*EXERCISE DETAILS*: Please output the data below exactly as given, starting at its first line and stopping after the line that contains "3. Environment variables".
+++
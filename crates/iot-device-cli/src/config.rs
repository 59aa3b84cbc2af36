//! Layered configuration for the CLI.
//!
//! Sources (applied in order, later sources override earlier ones):
//!  1. `<user config dir>/iot-device/config.toml` (optional)
//!  2. File given by `--config` / `IOT_DEVICE_CONFIG` (must exist)
//!  3. Environment variables prefixed `IOTDEV__` with `__` as the separator,
//!     e.g. `IOTDEV__DEVICE__HUB_NAME=myhub` sets `device.hub_name`
//!  4. Command-line flags
//!
//! Every field carries a serde default, so an entirely unconfigured
//! environment still produces a valid (if credential-less) configuration.

use crate::DeviceArgs;
use iot_device_client::{DeviceClientError, DeviceCredentials, ServiceCredentials};
use serde::{Deserialize, Serialize};
use std::fmt;
use std::path::{Path, PathBuf};
use tracing::debug;

#[cfg(test)]
#[path = "config_tests.rs"]
mod tests;

/// Prefix for configuration environment variables
pub const ENV_PREFIX: &str = "IOTDEV";

/// Default device token lifetime
pub const DEFAULT_DEVICE_TOKEN_TTL: i64 = 600;

/// Default registry token lifetime
pub const DEFAULT_REGISTRY_TOKEN_TTL: i64 = 3600;

/// Configuration-related errors
#[derive(Debug, thiserror::Error)]
pub enum ConfigError {
    #[error("Configuration file not found: {path}")]
    FileNotFound { path: PathBuf },

    #[error("Failed to load configuration: {0}")]
    Load(#[from] config::ConfigError),

    #[error("Missing required configuration: {key}")]
    MissingRequired { key: String },

    #[error("Invalid credentials: {0}")]
    Credentials(#[from] DeviceClientError),
}

// ============================================================================
// Configuration Types
// ============================================================================

/// CLI configuration structure
#[derive(Debug, Clone, Default, PartialEq, Deserialize, Serialize)]
#[serde(default)]
pub struct CliConfig {
    /// Device identity and token settings
    pub device: DeviceConfig,

    /// Registry (service) access settings
    pub registry: RegistryConfig,

    /// HTTP settings
    pub http: HttpConfig,
}

/// Device identity and token settings
#[derive(Clone, PartialEq, Deserialize, Serialize)]
#[serde(default)]
pub struct DeviceConfig {
    pub hub_name: Option<String>,
    pub device_name: Option<String>,
    pub shared_key: Option<String>,
    pub host_domain: Option<String>,
    pub connection_string: Option<String>,
    pub token_ttl_seconds: i64,
}

impl Default for DeviceConfig {
    fn default() -> Self {
        Self {
            hub_name: None,
            device_name: None,
            shared_key: None,
            host_domain: None,
            connection_string: None,
            token_ttl_seconds: DEFAULT_DEVICE_TOKEN_TTL,
        }
    }
}

impl DeviceConfig {
    /// Overlay values given on the command line
    pub fn apply_args(&mut self, args: &DeviceArgs) {
        if let Some(hub_name) = &args.hub_name {
            self.hub_name = Some(hub_name.clone());
        }
        if let Some(device_name) = &args.device_name {
            self.device_name = Some(device_name.clone());
        }
        if let Some(shared_key) = &args.shared_key {
            self.shared_key = Some(shared_key.clone());
        }
        if let Some(connection_string) = &args.connection_string {
            self.connection_string = Some(connection_string.clone());
        }
        if let Some(ttl) = args.token_ttl_seconds {
            self.token_ttl_seconds = ttl;
        }
    }

    /// Build device credentials.
    ///
    /// A connection string takes precedence over individual fields.
    pub fn credentials(&self) -> Result<DeviceCredentials, ConfigError> {
        let credentials = match &self.connection_string {
            Some(connection_string) => DeviceCredentials::from_connection_string(connection_string)?,
            None => DeviceCredentials::new(
                required(&self.hub_name, "device.hub_name")?,
                required(&self.device_name, "device.device_name")?,
                required(&self.shared_key, "device.shared_key")?,
            )?,
        };

        Ok(match &self.host_domain {
            Some(domain) => credentials.with_host_domain(domain),
            None => credentials,
        })
    }
}

impl fmt::Debug for DeviceConfig {
    fn fmt(&self, f: &mut fmt::Formatter<'_>) -> fmt::Result {
        f.debug_struct("DeviceConfig")
            .field("hub_name", &self.hub_name)
            .field("device_name", &self.device_name)
            .field("shared_key", &redacted(&self.shared_key))
            .field("host_domain", &self.host_domain)
            .field("connection_string", &redacted(&self.connection_string))
            .field("token_ttl_seconds", &self.token_ttl_seconds)
            .finish()
    }
}

/// Registry (service) access settings
#[derive(Clone, PartialEq, Deserialize, Serialize)]
#[serde(default)]
pub struct RegistryConfig {
    pub connection_string: Option<String>,
    pub token_ttl_seconds: i64,
}

impl Default for RegistryConfig {
    fn default() -> Self {
        Self {
            connection_string: None,
            token_ttl_seconds: DEFAULT_REGISTRY_TOKEN_TTL,
        }
    }
}

impl RegistryConfig {
    pub fn credentials(&self) -> Result<ServiceCredentials, ConfigError> {
        let connection_string = required(&self.connection_string, "registry.connection_string")?;
        Ok(ServiceCredentials::from_connection_string(connection_string)?)
    }
}

impl fmt::Debug for RegistryConfig {
    fn fmt(&self, f: &mut fmt::Formatter<'_>) -> fmt::Result {
        f.debug_struct("RegistryConfig")
            .field("connection_string", &redacted(&self.connection_string))
            .field("token_ttl_seconds", &self.token_ttl_seconds)
            .finish()
    }
}

/// HTTP settings
#[derive(Debug, Clone, Default, PartialEq, Deserialize, Serialize)]
#[serde(default)]
pub struct HttpConfig {
    /// Request timeout; `None` keeps the HTTP client's default
    pub timeout_seconds: Option<u64>,
}

fn required<'a>(value: &'a Option<String>, key: &str) -> Result<&'a str, ConfigError> {
    value
        .as_deref()
        .filter(|v| !v.is_empty())
        .ok_or_else(|| ConfigError::MissingRequired {
            key: key.to_string(),
        })
}

fn redacted(value: &Option<String>) -> Option<&'static str> {
    value.as_ref().map(|_| "<REDACTED>")
}

// ============================================================================
// Loading
// ============================================================================

/// Builds a [`CliConfig`] from files and the environment.
#[derive(Debug, Clone)]
pub struct ConfigLoader {
    user_file: Option<PathBuf>,
    explicit_file: Option<PathBuf>,
    env_prefix: String,
}

impl Default for ConfigLoader {
    fn default() -> Self {
        Self::new()
    }
}

impl ConfigLoader {
    /// Loader with the per-user config file and the `IOTDEV` prefix
    pub fn new() -> Self {
        Self {
            user_file: default_config_path(),
            explicit_file: None,
            env_prefix: ENV_PREFIX.to_string(),
        }
    }

    /// Skip the per-user config file
    pub fn without_user_file(mut self) -> Self {
        self.user_file = None;
        self
    }

    /// Add a file that must exist
    pub fn with_file(mut self, path: Option<PathBuf>) -> Self {
        self.explicit_file = path;
        self
    }

    /// Read environment variables with a different prefix
    pub fn with_env_prefix(mut self, prefix: impl Into<String>) -> Self {
        self.env_prefix = prefix.into();
        self
    }

    pub fn load(&self) -> Result<CliConfig, ConfigError> {
        let mut builder = config::Config::builder();

        if let Some(user_file) = &self.user_file {
            builder = builder.add_source(toml_file(user_file).required(false));
        }

        if let Some(explicit_file) = &self.explicit_file {
            if !explicit_file.exists() {
                return Err(ConfigError::FileNotFound {
                    path: explicit_file.clone(),
                });
            }
            debug!(path = %explicit_file.display(), "Loading configuration file");
            builder = builder.add_source(toml_file(explicit_file).required(true));
        }

        let config = builder
            .add_source(config::Environment::with_prefix(&self.env_prefix).separator("__"))
            .build()?;

        Ok(config.try_deserialize()?)
    }
}

fn toml_file(path: &Path) -> config::File<config::FileSourceFile, config::FileFormat> {
    config::File::from(path).format(config::FileFormat::Toml)
}

/// `<user config dir>/iot-device/config.toml`, when the platform has one
pub fn default_config_path() -> Option<PathBuf> {
    dirs::config_dir().map(|dir| dir.join("iot-device").join("config.toml"))
}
+++
*PROBLEM SOLUTION*:
filename crates/iot-device-cli/src/config.rs
repository 59aa3b84cbc2af36
//! Layered configuration for the CLI.
//!
//! Sources (applied in order, later sources override earlier ones):
//!  1. `<user config dir>/iot-device/config.toml` (optional)
//!  2. File given by `--config` / `IOT_DEVICE_CONFIG` (must exist)
//!  3. Environment variables prefixed `IOTDEV__` with `__` as the separator,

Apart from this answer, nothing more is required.